● **Task statement**
Only a number is wanted here: the number of lines of the data that include "MokaCache".

*** Material to process

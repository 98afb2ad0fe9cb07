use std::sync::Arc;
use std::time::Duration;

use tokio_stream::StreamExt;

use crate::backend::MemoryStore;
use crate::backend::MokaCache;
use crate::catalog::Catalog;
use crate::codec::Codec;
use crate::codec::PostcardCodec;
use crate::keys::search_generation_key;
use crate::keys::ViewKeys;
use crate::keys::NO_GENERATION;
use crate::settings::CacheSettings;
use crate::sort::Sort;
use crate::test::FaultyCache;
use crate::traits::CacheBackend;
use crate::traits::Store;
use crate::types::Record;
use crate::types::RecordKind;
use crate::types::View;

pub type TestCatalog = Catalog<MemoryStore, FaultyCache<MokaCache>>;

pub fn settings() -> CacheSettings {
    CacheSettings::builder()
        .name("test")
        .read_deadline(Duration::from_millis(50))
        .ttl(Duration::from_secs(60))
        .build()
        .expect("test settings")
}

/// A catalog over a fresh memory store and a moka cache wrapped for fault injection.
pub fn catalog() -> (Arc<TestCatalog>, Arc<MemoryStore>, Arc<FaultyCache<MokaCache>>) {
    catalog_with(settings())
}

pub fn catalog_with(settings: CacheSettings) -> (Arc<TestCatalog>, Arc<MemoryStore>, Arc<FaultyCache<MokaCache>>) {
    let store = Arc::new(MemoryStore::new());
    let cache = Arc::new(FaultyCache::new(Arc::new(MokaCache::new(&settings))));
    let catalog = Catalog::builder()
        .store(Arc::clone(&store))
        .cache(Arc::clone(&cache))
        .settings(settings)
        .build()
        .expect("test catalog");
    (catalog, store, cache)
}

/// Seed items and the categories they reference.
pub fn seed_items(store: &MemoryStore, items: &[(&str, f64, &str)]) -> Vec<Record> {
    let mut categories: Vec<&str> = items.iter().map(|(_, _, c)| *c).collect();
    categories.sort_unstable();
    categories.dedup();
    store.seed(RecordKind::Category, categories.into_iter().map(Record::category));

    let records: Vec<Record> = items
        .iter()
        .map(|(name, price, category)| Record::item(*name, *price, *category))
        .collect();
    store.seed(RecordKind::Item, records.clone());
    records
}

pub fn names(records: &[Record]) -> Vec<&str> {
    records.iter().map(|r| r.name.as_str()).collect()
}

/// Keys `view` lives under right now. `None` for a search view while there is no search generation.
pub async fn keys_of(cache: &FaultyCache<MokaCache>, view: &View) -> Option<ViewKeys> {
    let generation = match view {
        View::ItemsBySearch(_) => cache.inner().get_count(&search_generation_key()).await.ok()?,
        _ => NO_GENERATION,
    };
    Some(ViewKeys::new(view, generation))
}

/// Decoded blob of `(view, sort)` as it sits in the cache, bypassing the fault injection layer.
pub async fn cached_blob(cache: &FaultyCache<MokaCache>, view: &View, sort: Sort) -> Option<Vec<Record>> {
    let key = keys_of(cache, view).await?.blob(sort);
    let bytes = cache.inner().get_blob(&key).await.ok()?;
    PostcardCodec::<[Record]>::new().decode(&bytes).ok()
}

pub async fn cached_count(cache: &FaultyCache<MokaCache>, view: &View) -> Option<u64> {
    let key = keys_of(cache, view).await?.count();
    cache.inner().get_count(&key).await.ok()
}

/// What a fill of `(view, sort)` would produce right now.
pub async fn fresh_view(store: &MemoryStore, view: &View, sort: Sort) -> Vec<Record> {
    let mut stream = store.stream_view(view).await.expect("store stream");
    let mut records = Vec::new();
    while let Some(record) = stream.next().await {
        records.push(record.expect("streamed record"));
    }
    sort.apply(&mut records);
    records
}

******
*** Material to process

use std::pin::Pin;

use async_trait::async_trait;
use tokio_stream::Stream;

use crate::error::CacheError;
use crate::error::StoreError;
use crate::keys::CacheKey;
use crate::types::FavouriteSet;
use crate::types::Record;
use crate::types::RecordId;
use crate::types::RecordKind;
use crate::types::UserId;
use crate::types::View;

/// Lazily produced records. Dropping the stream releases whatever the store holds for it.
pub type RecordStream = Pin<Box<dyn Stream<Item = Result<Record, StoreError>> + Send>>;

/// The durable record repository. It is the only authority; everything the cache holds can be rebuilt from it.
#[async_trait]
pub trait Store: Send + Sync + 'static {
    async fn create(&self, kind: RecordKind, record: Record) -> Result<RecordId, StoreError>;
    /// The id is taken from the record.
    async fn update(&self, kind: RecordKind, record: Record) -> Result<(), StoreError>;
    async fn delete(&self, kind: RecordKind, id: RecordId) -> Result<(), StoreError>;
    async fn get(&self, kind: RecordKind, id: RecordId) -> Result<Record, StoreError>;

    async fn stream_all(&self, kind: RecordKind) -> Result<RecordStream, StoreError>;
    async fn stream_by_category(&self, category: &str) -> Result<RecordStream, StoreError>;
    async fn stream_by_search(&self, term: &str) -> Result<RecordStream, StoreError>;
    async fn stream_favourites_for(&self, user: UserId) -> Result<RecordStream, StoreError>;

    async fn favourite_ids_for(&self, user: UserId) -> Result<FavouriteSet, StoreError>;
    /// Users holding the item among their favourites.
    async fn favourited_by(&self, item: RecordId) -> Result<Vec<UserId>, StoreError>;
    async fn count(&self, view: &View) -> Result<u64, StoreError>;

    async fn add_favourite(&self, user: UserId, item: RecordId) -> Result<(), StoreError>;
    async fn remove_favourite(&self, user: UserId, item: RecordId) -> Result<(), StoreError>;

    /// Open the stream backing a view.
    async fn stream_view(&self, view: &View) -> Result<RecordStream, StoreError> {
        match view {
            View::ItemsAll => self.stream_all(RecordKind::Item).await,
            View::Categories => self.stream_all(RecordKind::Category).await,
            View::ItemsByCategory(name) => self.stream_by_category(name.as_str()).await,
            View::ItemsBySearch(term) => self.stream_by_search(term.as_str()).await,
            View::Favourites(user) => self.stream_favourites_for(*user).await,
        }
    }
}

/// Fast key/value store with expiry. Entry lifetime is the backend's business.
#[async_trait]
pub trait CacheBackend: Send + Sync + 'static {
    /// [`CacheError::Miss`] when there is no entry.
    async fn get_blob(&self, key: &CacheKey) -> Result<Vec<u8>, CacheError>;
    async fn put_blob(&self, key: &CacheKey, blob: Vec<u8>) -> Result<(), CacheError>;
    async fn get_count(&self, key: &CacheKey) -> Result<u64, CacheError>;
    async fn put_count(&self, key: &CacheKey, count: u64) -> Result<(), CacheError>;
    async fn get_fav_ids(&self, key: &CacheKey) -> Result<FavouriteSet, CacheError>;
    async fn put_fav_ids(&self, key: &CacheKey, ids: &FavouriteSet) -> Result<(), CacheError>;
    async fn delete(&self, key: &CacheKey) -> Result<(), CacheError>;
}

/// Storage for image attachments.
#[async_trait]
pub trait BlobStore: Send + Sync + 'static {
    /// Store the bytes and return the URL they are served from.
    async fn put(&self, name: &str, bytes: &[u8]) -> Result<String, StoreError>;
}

******

● **Result**
8